Originally to feature more than 15 dates, the tour was cut short to five dates due to unknown circumstances. Of the seven initial concerts, dates for Florida and others in Texas were cut from the five final concerts. Dates for a 2011 leg were announced but never fulfilled. Christopher Lopez of the Miami New Times expected a Miami date to be announced, being that Miami would be a major market for it.

==Background==
Machete Music is an urban and reggaetón music label owned by Universal Music Group.
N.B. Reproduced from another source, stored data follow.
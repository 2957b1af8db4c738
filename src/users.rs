//! Admin user management over the `users` table, guarded by the role hierarchy.

use crate::auth::{can_manage_role, AuthUser, Role};
use crate::error::AppError;
use crate::store::{system_table, USERS_TABLE};
use chrono::{DateTime, Utc};
use serde::{Deserialize, Serialize};
use sqlx::PgPool;

#[derive(Debug, Clone, Serialize, sqlx::FromRow)]
pub struct UserRecord {
    pub id: uuid::Uuid,
    pub email: String,
    pub full_name: Option<String>,
    pub role: String,
    pub user_metadata: serde_json::Value,
    pub created_at: DateTime<Utc>,
    pub updated_at: DateTime<Utc>,
    pub last_sign_in_at: Option<DateTime<Utc>>,
}

#[derive(Debug, Default, Deserialize)]
pub struct UserQuery {
    pub role: Option<String>,
    pub limit: Option<i64>,
    pub offset: Option<i64>,
}

#[derive(Debug, Clone, Deserialize)]
pub struct NewUser {
    /// The auth provider's user id; generated when absent.
    #[serde(default)]
    pub id: Option<uuid::Uuid>,
    pub email: String,
    #[serde(default)]
    pub full_name: Option<String>,
    #[serde(default)]
    pub role: Option<String>,
}

#[derive(Debug, Clone, Default, Deserialize)]
pub struct UserUpdate {
    #[serde(default)]
    pub full_name: Option<String>,
    #[serde(default)]
    pub role: Option<String>,
}

/// What an update changed, for the audit trail.
#[derive(Debug)]
pub struct UpdatedUser {
    pub user: UserRecord,
    pub previous_role: Role,
}

fn parse_role(raw: &str) -> Result<Role, AppError> {
    raw.parse::<Role>().map_err(|e| AppError::BadRequest(e.to_string()))
}

/// Stored role strings are constrained by a CHECK; anything else reads as `user`.
fn stored_role(raw: &str) -> Role {
    raw.parse().unwrap_or(Role::User)
}

fn ensure_can_manage(actor: Role, target: Role) -> Result<(), AppError> {
    if can_manage_role(actor, target) {
        Ok(())
    } else {
        Err(AppError::insufficient_permissions())
    }
}

/// Role transition rules: the actor must manage both roles, and the last admin keeps the role.
pub fn check_role_change(actor: Role, from: Role, to: Role, admin_count: i64) -> Result<(), AppError> {
    ensure_can_manage(actor, from)?;
    ensure_can_manage(actor, to)?;
    if from == Role::Admin && to != Role::Admin && admin_count <= 1 {
        return Err(AppError::Conflict("cannot demote the last admin".into()));
    }
    Ok(())
}

/// Deletion rules: nobody deletes themself, and the last admin stays.
pub fn check_delete(actor: &AuthUser, target_id: uuid::Uuid, target_role: Role, admin_count: i64) -> Result<(), AppError> {
    if actor.user_id == target_id.to_string() {
        return Err(AppError::Conflict("cannot delete your own account".into()));
    }
    ensure_can_manage(actor.role, target_role)?;
    if target_role == Role::Admin && admin_count <= 1 {
        return Err(AppError::Conflict("cannot delete the last admin".into()));
    }
    Ok(())
}

const COLUMNS: &str = "id, email, full_name, role, user_metadata, created_at, updated_at, last_sign_in_at";

pub async fn list(pool: &PgPool, schema: &str, query: &UserQuery) -> Result<Vec<UserRecord>, AppError> {
    let role = query.role.as_deref().map(parse_role).transpose()?;
    let rows = sqlx::query_as::<_, UserRecord>(&format!(
        "SELECT {} FROM {} WHERE ($1::text IS NULL OR role = $1) ORDER BY created_at DESC, email LIMIT $2 OFFSET $3",
        COLUMNS,
        system_table(schema, USERS_TABLE)
    ))
    .bind(role.map(|r| r.as_str()))
    .bind(query.limit.unwrap_or(100).clamp(1, 1000))
    .bind(query.offset.unwrap_or(0).max(0))
    .fetch_all(pool)
    .await?;
    Ok(rows)
}

pub async fn get(pool: &PgPool, schema: &str, id: uuid::Uuid) -> Result<Option<UserRecord>, AppError> {
    let row = sqlx::query_as::<_, UserRecord>(&format!(
        "SELECT {} FROM {} WHERE id = $1",
        COLUMNS,
        system_table(schema, USERS_TABLE)
    ))
    .bind(id)
    .fetch_optional(pool)
    .await?;
    Ok(row)
}

pub async fn create(pool: &PgPool, schema: &str, actor: &AuthUser, new: NewUser) -> Result<UserRecord, AppError> {
    let role = new.role.as_deref().map(parse_role).transpose()?.unwrap_or(Role::User);
    ensure_can_manage(actor.role, role)?;
    let email = new.email.trim().to_ascii_lowercase();
    if !crate::service::is_valid_email(&email) {
        return Err(AppError::Validation("email must be a valid email address".into()));
    }
    let row = sqlx::query_as::<_, UserRecord>(&format!(
        "INSERT INTO {} (id, email, full_name, role, user_metadata) VALUES ($1, $2, $3, $4, $5) RETURNING {}",
        system_table(schema, USERS_TABLE),
        COLUMNS
    ))
    .bind(new.id.unwrap_or_else(uuid::Uuid::new_v4))
    .bind(&email)
    .bind(new.full_name.as_deref().map(str::trim).filter(|s| !s.is_empty()))
    .bind(role.as_str())
    .bind(serde_json::json!({ "role": role.as_str() }))
    .fetch_one(pool)
    .await
    .map_err(|e| AppError::from_db_conflict(e, "user with this email"))?;
    Ok(row)
}

/// Admin rows are locked for the duration of the check so two concurrent demotions cannot both pass.
async fn locked_admin_count(tx: &mut sqlx::PgConnection, schema: &str) -> Result<i64, AppError> {
    let ids: Vec<(uuid::Uuid,)> = sqlx::query_as(&format!(
        "SELECT id FROM {} WHERE role = 'admin' FOR UPDATE",
        system_table(schema, USERS_TABLE)
    ))
    .fetch_all(&mut *tx)
    .await?;
    Ok(ids.len() as i64)
}

pub async fn update(
    pool: &PgPool,
    schema: &str,
    actor: &AuthUser,
    id: uuid::Uuid,
    changes: UserUpdate,
) -> Result<Option<UpdatedUser>, AppError> {
    let new_role = changes.role.as_deref().map(parse_role).transpose()?;
    let mut tx = pool.begin().await?;
    let admins = locked_admin_count(&mut *tx, schema).await?;
    let current = sqlx::query_as::<_, UserRecord>(&format!(
        "SELECT {} FROM {} WHERE id = $1 FOR UPDATE",
        COLUMNS,
        system_table(schema, USERS_TABLE)
    ))
    .bind(id)
    .fetch_optional(&mut *tx)
    .await?;
    let Some(current) = current else {
        return Ok(None);
    };
    let previous_role = stored_role(&current.role);
    let role = match new_role {
        Some(to) => {
            check_role_change(actor.role, previous_role, to, admins)?;
            to
        }
        None => previous_role,
    };
    let row = sqlx::query_as::<_, UserRecord>(&format!(
        "UPDATE {} SET full_name = COALESCE($2, full_name), role = $3,
             user_metadata = user_metadata || jsonb_build_object('role', $3::text), updated_at = NOW()
         WHERE id = $1 RETURNING {}",
        system_table(schema, USERS_TABLE),
        COLUMNS
    ))
    .bind(id)
    .bind(changes.full_name.as_deref().map(str::trim))
    .bind(role.as_str())
    .fetch_one(&mut *tx)
    .await?;
    tx.commit().await?;
    Ok(Some(UpdatedUser { user: row, previous_role }))
}

/// Returns the deleted user, or None when the id is unknown.
pub async fn delete(pool: &PgPool, schema: &str, actor: &AuthUser, id: uuid::Uuid) -> Result<Option<UserRecord>, AppError> {
    let mut tx = pool.begin().await?;
    let admins = locked_admin_count(&mut *tx, schema).await?;
    let target = sqlx::query_as::<_, UserRecord>(&format!(
        "SELECT {} FROM {} WHERE id = $1 FOR UPDATE",
        COLUMNS,
        system_table(schema, USERS_TABLE)
    ))
    .bind(id)
    .fetch_optional(&mut *tx)
    .await?;
    let Some(target) = target else {
        return Ok(None);
    };
    check_delete(actor, id, stored_role(&target.role), admins)?;
    sqlx::query(&format!("DELETE FROM {} WHERE id = $1", system_table(schema, USERS_TABLE)))
        .bind(id)
        .execute(&mut *tx)
        .await?;
    tx.commit().await?;
    Ok(Some(target))
}

#[cfg(test)]
mod tests {
    use super::*;

    fn actor(role: Role) -> AuthUser {
        AuthUser {
            user_id: "0b9f3a52-7c1e-4d0a-8a55-3c2d1e0f9a10".into(),
            email: None,
            role,
        }
    }

    #[test]
    fn admin_may_change_any_role_while_another_admin_remains() {
        assert!(check_role_change(Role::Admin, Role::Viewer, Role::Editor, 1).is_ok());
        assert!(check_role_change(Role::Admin, Role::Admin, Role::Editor, 2).is_ok());
    }

    #[test]
    fn last_admin_cannot_be_demoted() {
        let err = check_role_change(Role::Admin, Role::Admin, Role::Viewer, 1).unwrap_err();
        assert!(matches!(err, AppError::Conflict(_)));
    }

    #[test]
    fn non_admins_cannot_change_roles() {
        for role in [Role::Editor, Role::Viewer, Role::User] {
            let err = check_role_change(role, Role::User, Role::Viewer, 3).unwrap_err();
            assert!(matches!(err, AppError::Forbidden(_)));
        }
    }

    #[test]
    fn self_delete_is_refused() {
        let a = actor(Role::Admin);
        let own_id = uuid::Uuid::parse_str(&a.user_id).unwrap();
        assert!(matches!(check_delete(&a, own_id, Role::Admin, 5), Err(AppError::Conflict(_))));
    }

    #[test]
    fn last_admin_cannot_be_deleted() {
        let a = actor(Role::Admin);
        let other = uuid::Uuid::new_v4();
        assert!(matches!(check_delete(&a, other, Role::Admin, 1), Err(AppError::Conflict(_))));
        assert!(check_delete(&a, other, Role::Admin, 2).is_ok());
        assert!(check_delete(&a, other, Role::Editor, 1).is_ok());
    }

    #[test]
    fn invalid_role_is_bad_request() {
        assert!(matches!(parse_role("superuser"), Err(AppError::BadRequest(_))));
        assert_eq!(stored_role("garbage"), Role::User);
    }
}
Claiming 80% of Latin Rhythm Billboard chart sales, Machete has had 27 top ten albums on the Billboard Top Latin Albums chart with eleven of those being number one albums.

After the success of Ivy Queen's 2007 effort Sentimiento, which spawned the Top 10 hit "Que Lloren" and was later certified Platinum by the United States Recording Industry Association of America (RIAA), a substantial live album, Ivy Queen 2008 World Tour LIVE! was distributed by Machete in 2008. Subsequently, Queen signed a new record deal with the label in April 2010 as it celebrated its fifth anniversary. The tour was then launched later that year in celebration of the new artist and its fifth anniversary.

==Concert synopsis==
===Music===
Opening acts for the tour included Don Omar, Ricky Rick, R.K.M & Ken-Y, among others. Songs performed by Don Omar include "Pobre Diabla", "Angelito", and "Vuele" from his debut studio album The Last Don. While Chino & Nacho usually follow. Songs they performed were "Mi Niña Bonita", "Tu Angelito", and Lo Que Tu Supieras". Following the Venezuelan duo, was Panamanian Flex who performed "Te Quiero", "Te Amo Tanto", "Dime Si Te Vas Con El" and "Besos De Amor".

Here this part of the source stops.